RapidMiner

[SOLVED] Set (or Optimize) Class Recall for a Classification Model

Contributor

[SOLVED] Set (or Optimize) Class Recall for a Classification Model

Is it possible to "set" the class recall for a given classification model's class and have RapidMiner yield the model and parameters?  For example, a Decision Tree with two output labels: Y and N.  I would like the N class's recall to be at least 80%.  I'm thinking there has to be a way to do this?  Perhaps some type of loop with the MetaCost operator?  Something better?

An ideal situation - optimize the tree's parameters given the critereia of having the N class's recall at least 80%.  Yes, I realize increasing N's recall will result in lost recall of Y.

Any help or guidance is greatly appreciated.

Jason
2 REPLIES
Highlighted
Frequent User

Re: Set (or Optimize) Class Recall for a Classification Model

Hi,

the Select Recall operator is your friend Smiley Happy

When you apply a classification model, additionally to the hard, binary classification (true/false), it generates so called confidences, i.e. how "sure" is the model that an example is actually from the predicted class. Usually, when the confidence is higher than 50%, the model predicts the respective class. By changing that threshold, you can influence the recall of the model.

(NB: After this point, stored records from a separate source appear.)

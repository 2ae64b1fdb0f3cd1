//! Recursive archive flattening
//!
//! Walks an archive in central directory order and emits one
//! [`Fingerprint`] per entry. Entries recognized as nested archives are
//! materialized, opened as child archives, and flattened in place, so the
//! child's fingerprints directly follow the fingerprint of the entry that
//! contains them.

use std::io::{BufReader, Cursor, Read, Seek, SeekFrom};
use std::path::{Path, PathBuf};
use std::time::Instant;

use eardiff_core::{Error, Fingerprint, QualifiedPath, Result, ResultExt};

use crate::logging::nested_span;
use crate::options::{ExtractionStrategy, ScanOptions};
use crate::source::FileSource;
use crate::zip::{ZipArchive, ZipEntry};

/// Flattened fingerprints of one archive file
#[derive(Debug, Clone)]
pub struct ArchiveTree {
    /// File the tree was built from
    pub source: PathBuf,
    /// Fingerprints in depth-first descent order, duplicates preserved
    pub fingerprints: Vec<Fingerprint>,
}

impl ArchiveTree {
    /// Number of fingerprints, nested entries included
    pub fn len(&self) -> usize {
        self.fingerprints.len()
    }

    /// Whether the archive had no entries at all
    pub fn is_empty(&self) -> bool {
        self.fingerprints.is_empty()
    }

    /// Fingerprints in descent order
    pub fn iter(&self) -> std::slice::Iter<'_, Fingerprint> {
        self.fingerprints.iter()
    }

    /// Entries that live inside a nested archive
    pub fn nested_count(&self) -> usize {
        self.fingerprints.iter().filter(|fp| fp.path.depth() > 0).count()
    }

    /// Consume the tree, keeping only its fingerprints
    pub fn into_fingerprints(self) -> Vec<Fingerprint> {
        self.fingerprints
    }
}

/// Recursive flattener bound to one set of scan options
pub struct Flattener<'a> {
    options: &'a ScanOptions,
}

impl<'a> Flattener<'a> {
    /// Create a flattener that scans with `options`
    pub fn new(options: &'a ScanOptions) -> Self {
        Self { options }
    }

    /// Flatten `archive`, prefixing every path with `prefix`
    ///
    /// Any failure aborts the whole walk; no partial list is returned.
    pub fn flatten<R: Read + Seek>(
        &self,
        archive: &mut ZipArchive<R>,
        prefix: &QualifiedPath,
    ) -> Result<Vec<Fingerprint>> {
        let mut fingerprints = Vec::with_capacity(archive.len());
        self.flatten_into(archive, prefix, 0, &mut fingerprints)?;
        Ok(fingerprints)
    }

    fn flatten_into<R: Read + Seek>(
        &self,
        archive: &mut ZipArchive<R>,
        prefix: &QualifiedPath,
        depth: u32,
        out: &mut Vec<Fingerprint>,
    ) -> Result<()> {
        let entries = archive.entries().to_vec();

        for entry in &entries {
            let path = prefix.child(entry.name.as_str());
            out.push(Fingerprint::new(path.clone(), entry.crc32));

            if self.options.is_nested_archive(entry) {
                self.descend(archive, entry, &path, depth + 1, out)
                    .with_context(|| format!("in nested archive {}", path))?;
            }
        }

        Ok(())
    }

    /// Materialize a nested archive and flatten it under `path`
    ///
    /// The extracted copy is owned by this call and released when it returns.
    fn descend<R: Read + Seek>(
        &self,
        archive: &mut ZipArchive<R>,
        entry: &ZipEntry,
        path: &QualifiedPath,
        depth: u32,
        out: &mut Vec<Fingerprint>,
    ) -> Result<()> {
        if depth > self.options.max_nesting_depth {
            return Err(Error::NestingTooDeep {
                entry: entry.name.clone(),
                limit: self.options.max_nesting_depth,
            });
        }

        let span = nested_span(&entry.name, depth);
        let _guard = span.enter();

        match self.options.strategy_for(entry) {
            ExtractionStrategy::Disk => self.descend_via_temp_file(archive, entry, path, depth, out),
            _ => self.descend_in_memory(archive, entry, path, depth, out),
        }
    }

    fn descend_in_memory<R: Read + Seek>(
        &self,
        archive: &mut ZipArchive<R>,
        entry: &ZipEntry,
        path: &QualifiedPath,
        depth: u32,
        out: &mut Vec<Fingerprint>,
    ) -> Result<()> {
        if entry.uncompressed_size > self.options.memory_limit {
            return Err(Error::extraction(
                &entry.name,
                format!(
                    "{} bytes exceeds the in-memory limit of {} bytes",
                    entry.uncompressed_size, self.options.memory_limit
                ),
            ));
        }

        let bytes = archive.read_entry(entry)?;
        tracing::debug!(bytes = bytes.len(), "Extracted nested archive into memory");

        let mut child = ZipArchive::open(Cursor::new(bytes))?;
        self.flatten_into(&mut child, path, depth, out)
    }

    fn descend_via_temp_file<R: Read + Seek>(
        &self,
        archive: &mut ZipArchive<R>,
        entry: &ZipEntry,
        path: &QualifiedPath,
        depth: u32,
        out: &mut Vec<Fingerprint>,
    ) -> Result<()> {
        let mut builder = tempfile::Builder::new();
        builder.prefix("eardiff-").suffix(".nested");
        let created = match &self.options.temp_dir {
            Some(dir) => builder.tempfile_in(dir),
            None => builder.tempfile(),
        };
        let mut temp = created.map_err(|e| Error::extraction(&entry.name, e.to_string()))?;

        let bytes = archive.extract_to(entry, temp.as_file_mut())?;
        tracing::debug!(bytes, temp = %temp.path().display(), "Extracted nested archive to disk");

        temp.as_file_mut()
            .seek(SeekFrom::Start(0))
            .map_err(|e| Error::extraction(&entry.name, e.to_string()))?;

        let mut child = ZipArchive::open(BufReader::new(temp.as_file()))?;
        self.flatten_into(&mut child, path, depth, out)
        // `temp` drops here and deletes the file, on success and on `?` exits alike
    }
}

/// Open and flatten one archive file
pub fn flatten_file(path: &Path, options: &ScanOptions) -> Result<ArchiveTree> {
    crate::log_scan_start!(path);
    let start = Instant::now();

    let result = FileSource::open(path, options)
        .and_then(ZipArchive::open)
        .and_then(|mut archive| Flattener::new(options).flatten(&mut archive, &QualifiedPath::root()));

    match result {
        Ok(fingerprints) => {
            crate::log_scan_complete!(path, start.elapsed(), fingerprints.len());
            Ok(ArchiveTree {
                source: path.to_path_buf(),
                fingerprints,
            })
        }
        Err(error) => {
            crate::log_scan_error!(path, error);
            Err(error.with_context(format!("scanning {}", path.display())))
        }
    }
}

The Select Recall operator must be applied on the classified example set (i.e. after Apply Model). It generates a threshold, which must then be applied to the example set with Apply Threshold. The process below depicts the general approach.

Best regards,
Marius

<?xml version="1.0" encoding="UTF-8" standalone="no"?>
<process version="5.3.006">
  <context>
    <input/>
    <output/>
    <macros/>
  </context>
  <operator activated="true" class="process" compatibility="5.3.006" expanded="true" name="Process">
    <process expanded="true">
      <operator activated="true" class="retrieve" compatibility="5.3.006" expanded="true" height="60" name="Retrieve Sonar" width="90" x="45" y="30">
        <parameter key="repository_entry" value="//Samples/data/Sonar"/>
      </operator>
      <operator activated="true" class="naive_bayes" compatibility="5.3.006" expanded="true" height="76" name="Naive Bayes" width="90" x="179" y="30"/>
      <operator activated="true" class="apply_model" compatibility="5.3.006" expanded="true" height="76" name="Apply Model" width="90" x="313" y="30">
        <list key="application_parameters"/>
      </operator>
      <operator activated="true" class="select_recall" compatibility="5.3.006" expanded="true" height="76" name="Select Recall" width="90" x="447" y="30"/>
      <operator activated="true" class="apply_threshold" compatibility="5.3.006" expanded="true" height="76" name="Apply Threshold" width="90" x="581" y="30"/>
      <connect from_op="Retrieve Sonar" from_port="output" to_op="Naive Bayes" to_port="training set"/>
      <connect from_op="Naive Bayes" from_port="model" to_op="Apply Model" to_port="model"/>
      <connect from_op="Naive Bayes" from_port="exampleSet" to_op="Apply Model" to_port="unlabelled data"/>
      <connect from_op="Apply Model" from_port="labelled data" to_op="Select Recall" to_port="example set"/>
      <connect from_op="Select Recall" from_port="example set" to_op="Apply Threshold" to_port="example set"/>
      <connect from_op="Select Recall" from_port="threshold" to_op="Apply Threshold" to_port="threshold"/>
      <connect from_op="Apply Threshold" from_port="example set" to_port="result 1"/>
      <portSpacing port="source_input 1" spacing="0"/>
      <portSpacing port="sink_result 1" spacing="0"/>
      <portSpacing port="sink_result 2" spacing="0"/>
    </process>
  </operator>
</process>
Contributor

Re: Set (or Optimize) Class Recall for a Classification Model

Thank you Marius.  This is EXACTLY what I was looking for - never even saw the Select Recall operator.  Your help is, as always, greatly appreciated.